Botoh dan Pengaruhnya
Keduanya memiliki dampak yang berbeda; jika yang kedua memang tidak berdampak signifikan secara elektoral, pola yang pertama sangat berdampak pada elektoral. Botoh kecil yang selama ini menjadi penyakit kambuhan warga desa selama pilkades merupakan penyakit kultural yang sulit dihilangkan. Bayangkan ketika salah satu botoh kecil yang kalah bertaruh rumah dan tanahnya, berapa kerugian yang harus ditanggungnya, nasib keluarganya, kehidupan ekonominya? Selama ini tidak ada upaya yang signifikan untuk membendung perilaku destruktif semacam ini sehingga menjadi sebuah banalitas kejahatan.
Pola yang pertama dampaknya lebih merusak lagi, tidak hanya bagi yang kalah, tetapi pengaruhnya terhadap elektoral telah mengganggu proses demokrasi, di mana politik uang dimainkan untuk membeli suara agar memenangkan cakades yang dipasang. Tidak asing bukan dengan praktik semacam ini di desa? Cakades yang sudah dipinang oleh bandar besar kemungkinan besar kemenangannya sudah bisa dipastikan.
Ini seolah menjadi sebuah refleksi politik elektoral di tingkatan yang lebih atas, di mana para kartel bisnis berselingkuh dengan politisi untuk merebut kursi kekuasaan.
Krisis Kepemimpinan
Persoalan lain dalam gelaran pilkades serentak adalah minimnya kompetisi. Di tiap kabupaten hampir bisa dipastikan ada pasangan suami-istri yang menjadi cakades, seperti yang terjadi di Lamongan sebanyak 50 pasutri menjadi cakades dalam gelaran pilkades serentak (detikcom, 8/7). Lantaran tidak adanya rival, maka istri atau suami kades petahana menjadi calon bayangan. Bisa juga kerabat dekatnya yang kemungkinan terpilihnya rendah. Kalaupun meleset, kursi kepala desa tidak jauh dari lingkaranya.
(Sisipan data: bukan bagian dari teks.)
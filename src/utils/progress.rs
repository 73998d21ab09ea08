//! Progress indicators
//!
//! Thin wrappers over `indicatif` with kiln's styling. Bars are hidden when the
//! caller disables progress (`--no-progress`, quiet mode) or when
//! `KILN_NO_PROGRESS` is set, so scripted runs get clean output.

use indicatif::{ProgressBar as IndicatifBar, ProgressStyle as IndicatifStyle};
use std::sync::atomic::{AtomicUsize, Ordering};

/// Environment variable disabling every progress indicator.
pub const NO_PROGRESS_ENV: &str = "KILN_NO_PROGRESS";

fn is_progress_disabled() -> bool {
    std::env::var(NO_PROGRESS_ENV).is_ok()
}

fn default_style() -> IndicatifStyle {
    IndicatifStyle::default_bar()
        .template("{prefix:.bold} [{bar:40.cyan/blue}] {pos}/{len} {msg}")
        .unwrap_or_else(|_| IndicatifStyle::default_bar())
        .progress_chars("=>-")
}

/// A progress bar with kiln styling.
#[derive(Clone)]
pub struct ProgressBar {
    inner: IndicatifBar,
}

impl ProgressBar {
    /// A visible bar of `len` steps, unless progress is disabled globally.
    pub fn new(len: u64) -> Self {
        if is_progress_disabled() {
            return Self::hidden();
        }
        let bar = IndicatifBar::new(len);
        bar.set_style(default_style());
        Self {
            inner: bar,
        }
    }

    /// A bar that draws nothing.
    pub fn hidden() -> Self {
        Self {
            inner: IndicatifBar::hidden(),
        }
    }

    /// Replace the prefix shown before the bar.
    pub fn set_prefix(&self, prefix: impl Into<String>) {
        self.inner.set_prefix(prefix.into());
    }

    /// Set the absolute position.
    pub fn set_position(&self, pos: u64) {
        self.inner.set_position(pos);
    }

    /// Finish, leaving `msg` on screen.
    pub fn finish_with_message(&self, msg: impl Into<String>) {
        self.inner.finish_with_message(msg.into());
    }

    /// Finish and erase the bar.
    pub fn finish_and_clear(&self) {
        self.inner.finish_and_clear();
    }
}

/// Counts completions of a fixed number of concurrent tasks.
///
/// Shared by reference between the tasks of one fan-out; every completed task
/// calls [`increment`](Self::increment) exactly once.
pub struct CompletionCounter {
    completed: AtomicUsize,
    total: usize,
    progress_bar: Option<ProgressBar>,
}

impl CompletionCounter {
    /// Counter expecting `total` completions, drawing a bar when requested.
    pub fn new(total: usize, with_progress_bar: bool) -> Self {
        let progress_bar = (with_progress_bar && total > 0).then(|| ProgressBar::new(total as u64));
        Self {
            completed: AtomicUsize::new(0),
            total,
            progress_bar,
        }
    }

    /// Record one completion and return the new count.
    pub fn increment(&self) -> usize {
        let current = self.completed.fetch_add(1, Ordering::SeqCst) + 1;
        if let Some(pb) = &self.progress_bar {
            pb.set_position(current as u64);
        }
        current
    }

    /// Completions recorded so far.
    pub fn current(&self) -> usize {
        self.completed.load(Ordering::SeqCst)
    }

    /// Completions expected.
    pub const fn total(&self) -> usize {
        self.total
    }

    /// True when exactly the expected number of completions was recorded.
    pub fn is_complete(&self) -> bool {
        self.current() == self.total
    }

    /// Label the bar.
    pub fn set_prefix(&self, prefix: impl Into<String>) {
        if let Some(pb) = &self.progress_bar {
            pb.set_prefix(prefix);
        }
    }

    /// Finish the bar with a summary.
    pub fn finish(&self) {
        if let Some(pb) = &self.progress_bar {
            pb.finish_with_message(format!("{} files", self.total));
        }
    }

    /// Remove the bar without a summary, e.g. after a failure.
    pub fn abandon(&self) {
        if let Some(pb) = &self.progress_bar {
            pb.finish_and_clear();
        }
    }
}
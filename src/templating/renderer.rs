//! Template rendering engine with Tera.

use anyhow::Result;
use serde_json::Value;
use std::path::Path;
use tera::{Context as TeraContext, Tera};

use super::{filters, syntax};
use crate::config::BuildConfig;
use crate::core::KilnError;

/// Key under which a non-object configuration is exposed to templates.
pub const CONFIG_KEY: &str = "config";

/// Renders `<% %>` templates against a [`BuildConfig`].
///
/// Rendering is sandboxed: templates cannot include other files, and a fresh
/// Tera instance is used per render so nothing leaks between files.
#[derive(Debug, Clone, Copy, Default)]
pub struct TemplateRenderer;

impl TemplateRenderer {
    /// Create a renderer.
    #[must_use]
    pub const fn new() -> Self {
        Self
    }

    /// Render `template`, read from `file`, with `config` as context.
    ///
    /// Syntax errors and references to undefined variables are a
    /// [`KilnError::TemplateRenderError`] naming `file`.
    pub fn render(&self, template: &str, config: &BuildConfig, file: &Path) -> Result<String> {
        let render_error = |reason: String| KilnError::TemplateRenderError {
            file: file.display().to_string(),
            reason,
        };

        let source = syntax::translate(template).map_err(|e| render_error(e.to_string()))?;
        let context = Self::context(config).map_err(|e| render_error(describe_tera_error(&e)))?;

        let mut tera = Tera::default();
        tera.register_filter(filters::ESCAPE_FILTER, filters::escape_markup);
        let rendered =
            tera.render_str(&source, &context).map_err(|e| render_error(describe_tera_error(&e)))?;

        tracing::trace!(target: "transform", "Rendered {} ({} bytes)", file.display(), rendered.len());
        Ok(rendered)
    }

    /// Objects expose their keys as top-level variables; any other value is
    /// available as `config`.
    fn context(config: &BuildConfig) -> tera::Result<TeraContext> {
        match config.as_value() {
            Value::Object(_) => TeraContext::from_value(config.as_value().clone()),
            other => {
                let mut context = TeraContext::new();
                context.insert(CONFIG_KEY, other);
                Ok(context)
            }
        }
    }
}

/// Flatten a Tera error and its sources into one line.
fn describe_tera_error(error: &tera::Error) -> String {
    let mut message = error.to_string();
    let mut source = std::error::Error::source(error);
    while let Some(cause) = source {
        message.push_str(": ");
        message.push_str(&cause.to_string());
        source = cause.source();
    }
    message
        .replace("while rendering '__tera_one_off'", "")
        .replace("Failed to render '__tera_one_off'", "Template rendering failed")
        .replace("Failed to parse '__tera_one_off'", "Template syntax error")
        .replace("'__tera_one_off'", "template")
}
Pilkades yang idealnya menjadi wadah mencari kepala desa terbaik untuk desanya menjadi formalitas pergantian "raja kecil" yang tidak jauh dari keluarganya. Banyak faktor yang bisa menjelaskan fenomena ini. Kades petahana memang terlalu kuat secara pengaruh sehingga tidak ada yang berani menantang. Bisa juga kekuatan modal yang tidak tertandingi oleh calon rivalnya. Atau, memang terjadi krisis kepemimpinan di desa dengan ditinggalnya pemimpin muda ke kota.
Pertanyaan yang patut diajukan selanjutnya, jika pilkades diselenggarakan serentak, bagaimana proses pengawasannya? Pengawas independen juga belum terlalu banyak menyoroti gelaran pilkades serentak. Hanya pada warga desalah kita berharap gelaran pilkades berlangsung sesuai asas demokrasi. Warga harus berpartisi aktif memilih sekaligus independen dalam menentukan pilihannya. Kesadaran bahwa suaranya sangat berharga bagi kemaslahatan desanya patut digaungkan. Suaranya tidak sepadan dengan uang berapapun yang diberikan oleh kontestan pilkades.
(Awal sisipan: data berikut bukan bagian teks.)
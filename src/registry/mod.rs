//! Package registry client.
//!
//! The registry speaks a small request/response protocol: every operation is a
//! `POST` to `<base>/<operation>` carrying a JSON [`Envelope`] with the caller's
//! credentials, the protocol version and an operation-specific payload.
//!
//! | Operation      | Endpoint      | Payload                       | Response          |
//! |----------------|---------------|-------------------------------|-------------------|
//! | fetch archive  | `/getPackage` | package name                  | gzip tar stream   |
//! | publish        | `/publish`    | package definition (multipart)| text              |
//! | create account | `/signup`     | `{}`                          | text              |
//! | define         | `/define`     | package metadata              | text              |
//!
//! A server-side failure is signalled by a body starting with `Error`, whatever
//! the HTTP status. Such a body is a [`KilnError::RegistryError`]; transport
//! failures and non-success statuses are a [`KilnError::NetworkError`].

use anyhow::{Context, Result};
use futures::StreamExt;
use serde::{Deserialize, Serialize};
use serde_json::Value;
use std::future::Future;
use std::path::Path;
use std::pin::Pin;
use tokio::io::AsyncWriteExt;

use crate::constants::{REGISTRY_ERROR_PREFIX, REGISTRY_PROTOCOL_VERSION, REGISTRY_REQUEST_TIMEOUT};
use crate::core::KilnError;
use crate::credentials::Credentials;

/// Boxed future returned by [`RegistryClient`] operations.
pub type RegistryFuture<'a, T> = Pin<Box<dyn Future<Output = Result<T>> + Send + 'a>>;

/// Request body shared by every registry operation.
#[derive(Debug, Clone, PartialEq, Serialize, Deserialize)]
#[serde(rename_all = "camelCase")]
pub struct Envelope {
    /// Account identity
    pub identity: String,
    /// Account secret
    pub secret: String,
    /// Protocol version spoken by this client
    pub protocol_version: String,
    /// Operation-specific payload
    pub payload: Value,
}

impl Envelope {
    /// Wrap `payload` with the caller's credentials.
    #[must_use]
    pub fn new(credentials: &Credentials, payload: Value) -> Self {
        Self {
            identity: credentials.identity.clone(),
            secret: credentials.secret.clone(),
            protocol_version: REGISTRY_PROTOCOL_VERSION.to_string(),
            payload,
        }
    }
}

/// Transport to the package registry.
///
/// Implementations must treat a body starting with `Error` as a failure.
pub trait RegistryClient: Send + Sync {
    /// Stream the archive of package `name` into `destination`, returning its size.
    fn fetch_archive<'a>(
        &'a self,
        credentials: &'a Credentials,
        name: &'a str,
        destination: &'a Path,
    ) -> RegistryFuture<'a, u64>;

    /// Upload a package archive together with its definition.
    fn publish<'a>(
        &'a self,
        credentials: &'a Credentials,
        definition: &'a Value,
        archive: Vec<u8>,
    ) -> RegistryFuture<'a, String>;

    /// Register a new account with the credentials' identity and secret.
    fn create_account<'a>(&'a self, credentials: &'a Credentials) -> RegistryFuture<'a, String>;

    /// Submit package metadata.
    fn define<'a>(
        &'a self,
        credentials: &'a Credentials,
        definition: &'a Value,
    ) -> RegistryFuture<'a, String>;
}

/// True when a response body carries the registry's error token.
#[must_use]
pub fn is_error_body(body: &[u8]) -> bool {
    body.starts_with(REGISTRY_ERROR_PREFIX.as_bytes())
}

/// [`RegistryClient`] over HTTP.
#[derive(Debug, Clone)]
pub struct HttpRegistryClient {
    base_url: String,
    client: reqwest::Client,
}

impl HttpRegistryClient {
    /// Client for the registry at `base_url`.
    pub fn new(base_url: impl Into<String>) -> Result<Self> {
        let client = reqwest::Client::builder()
            .timeout(REGISTRY_REQUEST_TIMEOUT)
            .user_agent(concat!("kiln/", env!("CARGO_PKG_VERSION")))
            .build()
            .context("Failed to create HTTP client")?;
        Ok(Self {
            base_url: base_url.into().trim_end_matches('/').to_string(),
            client,
        })
    }

    fn endpoint(&self, operation: &str) -> String {
        format!("{}/{operation}", self.base_url)
    }

    async fn send(
        &self,
        operation: &str,
        request: reqwest::RequestBuilder,
    ) -> Result<reqwest::Response> {
        tracing::debug!(target: "registry", "POST {}", self.endpoint(operation));

        let response = request.send().await.map_err(|e| network_error(operation, &e))?;
        let status = response.status();
        if !status.is_success() {
            let body = response.text().await.unwrap_or_default();
            return Err(KilnError::NetworkError {
                operation: operation.to_string(),
                reason: format!("HTTP {status}: {}", body.trim()),
            }
            .into());
        }
        Ok(response)
    }

    async fn post_json(&self, operation: &str, envelope: &Envelope) -> Result<String> {
        let request = self.client.post(self.endpoint(operation)).json(envelope);
        let response = self.send(operation, request).await?;
        read_text(operation, response).await
    }

    async fn stream_archive(
        &self,
        credentials: &Credentials,
        name: &str,
        destination: &Path,
    ) -> Result<u64> {
        const OPERATION: &str = "getPackage";

        let envelope = Envelope::new(credentials, Value::String(name.to_string()));
        let request = self.client.post(self.endpoint(OPERATION)).json(&envelope);
        let response = self.send(OPERATION, request).await?;
        let mut stream = response.bytes_stream();

        // Hold back the first bytes until the error token can be ruled out
        let mut head = Vec::new();
        while head.len() < REGISTRY_ERROR_PREFIX.len() {
            match stream.next().await {
                Some(chunk) => head.extend_from_slice(&chunk.map_err(|e| network_error(OPERATION, &e))?),
                None => break,
            }
        }

        if is_error_body(&head) {
            while let Some(chunk) = stream.next().await {
                head.extend_from_slice(&chunk.map_err(|e| network_error(OPERATION, &e))?);
            }
            return Err(KilnError::RegistryError {
                operation: OPERATION.to_string(),
                body: String::from_utf8_lossy(&head).trim().to_string(),
            }
            .into());
        }

        let mut file = tokio::fs::File::create(destination)
            .await
            .map_err(|e| KilnError::fs("create file", destination, &e))?;
        file.write_all(&head).await.map_err(|e| KilnError::fs("write", destination, &e))?;
        let mut written = head.len() as u64;

        while let Some(chunk) = stream.next().await {
            let chunk = chunk.map_err(|e| network_error(OPERATION, &e))?;
            file.write_all(&chunk).await.map_err(|e| KilnError::fs("write", destination, &e))?;
            written += chunk.len() as u64;
        }
        file.flush().await.map_err(|e| KilnError::fs("write", destination, &e))?;

        tracing::debug!(
            target: "registry",
            "Downloaded {name} ({written} bytes) to {}",
            destination.display()
        );
        Ok(written)
    }

    async fn upload(
        &self,
        credentials: &Credentials,
        definition: &Value,
        archive: Vec<u8>,
    ) -> Result<String> {
        const OPERATION: &str = "publish";

        let envelope = serde_json::to_string(&Envelope::new(credentials, definition.clone()))
            .context("Failed to serialize publish envelope")?;
        let form = reqwest::multipart::Form::new()
            .part(
                "envelope",
                reqwest::multipart::Part::text(envelope)
                    .mime_str("application/json")
                    .context("Invalid envelope content type")?,
            )
            .part(
                "archive",
                reqwest::multipart::Part::bytes(archive)
                    .file_name("package.tgz")
                    .mime_str("application/octet-stream")
                    .context("Invalid archive content type")?,
            );

        let request = self.client.post(self.endpoint(OPERATION)).multipart(form);
        let response = self.send(OPERATION, request).await?;
        read_text(OPERATION, response).await
    }
}

impl RegistryClient for HttpRegistryClient {
    fn fetch_archive<'a>(
        &'a self,
        credentials: &'a Credentials,
        name: &'a str,
        destination: &'a Path,
    ) -> RegistryFuture<'a, u64> {
        Box::pin(self.stream_archive(credentials, name, destination))
    }

    fn publish<'a>(
        &'a self,
        credentials: &'a Credentials,
        definition: &'a Value,
        archive: Vec<u8>,
    ) -> RegistryFuture<'a, String> {
        Box::pin(self.upload(credentials, definition, archive))
    }

    fn create_account<'a>(&'a self, credentials: &'a Credentials) -> RegistryFuture<'a, String> {
        Box::pin(async move {
            let envelope = Envelope::new(credentials, Value::Object(serde_json::Map::new()));
            self.post_json("signup", &envelope).await
        })
    }

    fn define<'a>(
        &'a self,
        credentials: &'a Credentials,
        definition: &'a Value,
    ) -> RegistryFuture<'a, String> {
        Box::pin(async move {
            let envelope = Envelope::new(credentials, definition.clone());
            self.post_json("define", &envelope).await
        })
    }
}

fn network_error(operation: &str, error: &reqwest::Error) -> KilnError {
    KilnError::NetworkError {
        operation: operation.to_string(),
        reason: error.to_string(),
    }
}

async fn read_text(operation: &str, response: reqwest::Response) -> Result<String> {
    let body = response.text().await.map_err(|e| network_error(operation, &e))?;
    if is_error_body(body.as_bytes()) {
        return Err(KilnError::RegistryError {
            operation: operation.to_string(),
            body: body.trim().to_string(),
        }
        .into());
    }
    tracing::trace!(target: "registry", "{operation} response: {body}");
    Ok(body)
}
Sederet masalah dalam pilkades selama ini seakan tidak penting. Secara hukum mungkin bisa lolos, tetapi secara kultural yang berdampak merusak harus ditindak. Pemerintah daerah harus berani menangkap botoh-botoh yang bermain dalam pilkades, karena selain efek ekonominya yang merusak juga pengaruhnya pada elektoral dengan kecurangan yang dilakukan. Begitu juga krisis kepemimpinan yang selama ini terjadi di desa, kades yang sedang menjabat harus mampu mengkader calon penggantinya agar mampu menjadi pemimpin yang akan membawa kemajuan bagi desanya.